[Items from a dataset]
*****

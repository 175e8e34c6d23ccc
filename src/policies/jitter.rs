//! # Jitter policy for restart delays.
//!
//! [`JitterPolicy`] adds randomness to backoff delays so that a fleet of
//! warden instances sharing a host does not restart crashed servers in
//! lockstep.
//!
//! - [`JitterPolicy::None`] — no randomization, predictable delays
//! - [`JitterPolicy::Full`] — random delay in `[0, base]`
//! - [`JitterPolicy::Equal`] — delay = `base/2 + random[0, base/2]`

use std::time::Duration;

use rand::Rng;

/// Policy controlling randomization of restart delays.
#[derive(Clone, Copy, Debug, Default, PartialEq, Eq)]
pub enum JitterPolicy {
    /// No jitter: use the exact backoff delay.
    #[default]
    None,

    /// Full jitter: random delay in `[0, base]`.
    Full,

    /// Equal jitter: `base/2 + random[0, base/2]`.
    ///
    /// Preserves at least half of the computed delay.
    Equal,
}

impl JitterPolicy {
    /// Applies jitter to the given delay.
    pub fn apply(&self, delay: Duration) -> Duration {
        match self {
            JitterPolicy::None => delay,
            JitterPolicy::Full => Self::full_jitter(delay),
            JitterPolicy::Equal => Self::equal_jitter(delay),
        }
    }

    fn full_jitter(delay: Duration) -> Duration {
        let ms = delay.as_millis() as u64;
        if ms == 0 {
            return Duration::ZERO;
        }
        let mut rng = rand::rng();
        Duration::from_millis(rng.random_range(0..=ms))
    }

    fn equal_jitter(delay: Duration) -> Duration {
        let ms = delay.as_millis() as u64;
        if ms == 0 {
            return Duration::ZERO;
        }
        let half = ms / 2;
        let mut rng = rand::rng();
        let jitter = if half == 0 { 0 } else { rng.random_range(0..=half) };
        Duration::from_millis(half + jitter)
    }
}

*****

Instructions for the task: Output exactly the lines of the records from the first through the one bearing "fn full_jitter(delay: Duration)", both ends included.

Task response:
repository 175e8e34c6d23ccc
filename src/policies/jitter.rs
//! # Jitter policy for restart delays.
//!
//! [`JitterPolicy`] adds randomness to backoff delays so that a fleet of
//! warden instances sharing a host does not restart crashed servers in
//! lockstep.
//!
//! - [`JitterPolicy::None`] — no randomization, predictable delays
//! - [`JitterPolicy::Full`] — random delay in `[0, base]`
//! - [`JitterPolicy::Equal`] — delay = `base/2 + random[0, base/2]`

use std::time::Duration;

use rand::Rng;

/// Policy controlling randomization of restart delays.
#[derive(Clone, Copy, Debug, Default, PartialEq, Eq)]
pub enum JitterPolicy {
    /// No jitter: use the exact backoff delay.
    #[default]
    None,

    /// Full jitter: random delay in `[0, base]`.
    Full,

    /// Equal jitter: `base/2 + random[0, base/2]`.
    ///
    /// Preserves at least half of the computed delay.
    Equal,
}

impl JitterPolicy {
    /// Applies jitter to the given delay.
    pub fn apply(&self, delay: Duration) -> Duration {
        match self {
            JitterPolicy::None => delay,
            JitterPolicy::Full => Self::full_jitter(delay),
            JitterPolicy::Equal => Self::equal_jitter(delay),
        }
    }

    fn full_jitter(delay: Duration) -> Duration {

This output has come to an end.